**THE TASK:** Search the entries for the word "which". Copy every line where it turns up.
*** Opening MATERIAL SUPPLIED ***
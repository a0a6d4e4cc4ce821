use thiserror::Error;

use crate::graph::ObjectId;

macro_rules! invariant_error {
    // Single string version
    ($msg:expr) => {
        crate::Error::Invariant {
            message: $msg.to_string(),
            file: file!(),
            line: line!(),
        }
    };

    // Format string with arguments version
    ($fmt:expr, $($arg:tt)*) => {
        crate::Error::Invariant {
            message: format!($fmt, $($arg)*),
            file: file!(),
            line: line!(),
        }
    };
}

/// The generic Error type, which provides coverage for all errors this library can potentially
/// return.
///
/// Almost nothing on the hot path of the layout engine is fallible: unknown commit ids and
/// rows beyond the cached range are reported as `None`, lost races are retried and heuristic
/// passes silently skip moves they cannot make. What remains are input validation errors and
/// the results of the brute-force checks used to verify the graph under test.
///
/// # Error Categories
///
/// ## Input Errors
/// - [`Error::InvalidObjectId`] - A commit id could not be parsed
/// - [`Error::InvalidConfig`] - A [`crate::GraphConfig`] was rejected
///
/// ## Verification Errors
/// - [`Error::TopologyViolation`] - A parent is not ordered after its child
/// - [`Error::LayoutViolation`] - A cached row breaks continuity or lane uniqueness
/// - [`Error::Invariant`] - Inconsistent internal state
///
/// # Examples
///
/// ```rust
/// use revgraph::{Error, ObjectId};
///
/// match "not-a-hash".parse::<ObjectId>() {
///     Ok(id) => println!("parsed {id}"),
///     Err(Error::InvalidObjectId(text)) => eprintln!("bad id: {text}"),
///     Err(e) => eprintln!("other error: {e}"),
/// }
/// ```
#[derive(Error, Debug)]
pub enum Error {
    /// A commit id was not a 40 character hexadecimal string.
    ///
    /// The associated value holds the rejected input.
    #[error("Invalid object id - {0}")]
    InvalidObjectId(String),

    /// The layout configuration cannot be used.
    ///
    /// Raised by [`crate::GraphConfig::validate`], e.g. for a color palette too small to keep
    /// neighbouring lanes apart.
    #[error("Invalid graph configuration - {0}")]
    InvalidConfig(String),

    /// A parent revision is not scored strictly above its child.
    ///
    /// Only produced by the brute-force check [`crate::RevisionGraph::validate_topo_order`].
    #[error("Topological order violated - parent {parent} is not ordered after child {child}")]
    TopologyViolation {
        /// The child revision of the offending edge
        child: ObjectId,
        /// The parent revision of the offending edge
        parent: ObjectId,
    },

    /// A cached row breaks segment continuity or lane uniqueness.
    ///
    /// Only produced by [`crate::RevisionGraph::validate_rows`].
    #[error("Layout violated in row {row}: {message}")]
    LayoutViolation {
        /// The index of the offending row
        row: usize,
        /// What exactly is wrong with the row
        message: String,
    },

    /// Internal state is inconsistent.
    ///
    /// This indicates a defect in the library, never a problem with the input. The error
    /// includes the source location where the inconsistency was detected.
    #[error("Invariant - {file}:{line}: {message}")]
    Invariant {
        /// The message describing the broken invariant
        message: String,
        /// The source file in which this error occured
        file: &'static str,
        /// The source line in which this error occured
        line: u32,
    },
}

#[cfg(test)]
mod tests {
    use super::*;

    #[test]
    fn test_invariant_error_records_location() {
        let err = invariant_error!("row {} lost segment {}", 3, 7);
        match err {
            Error::Invariant {
                message,
                file,
                line,
            } => {
                assert_eq!(message, "row 3 lost segment 7");
                assert!(file.ends_with("error.rs"));
                assert!(line > 0);
            }
            other => panic!("unexpected error {other:?}"),
        }
    }

    #[test]
    fn test_display() {
        let err = Error::LayoutViolation {
            row: 4,
            message: "lane 2 used twice".to_string(),
        };
        assert_eq!(err.to_string(), "Layout violated in row 4: lane 2 used twice");
    }
}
*** Closing MATERIAL SUPPLIED ***
**SOLUTION BELOW:**
/// The generic Error type, which provides coverage for all errors this library can potentially
        /// The source file in which this error occured
        /// The source line in which this error occured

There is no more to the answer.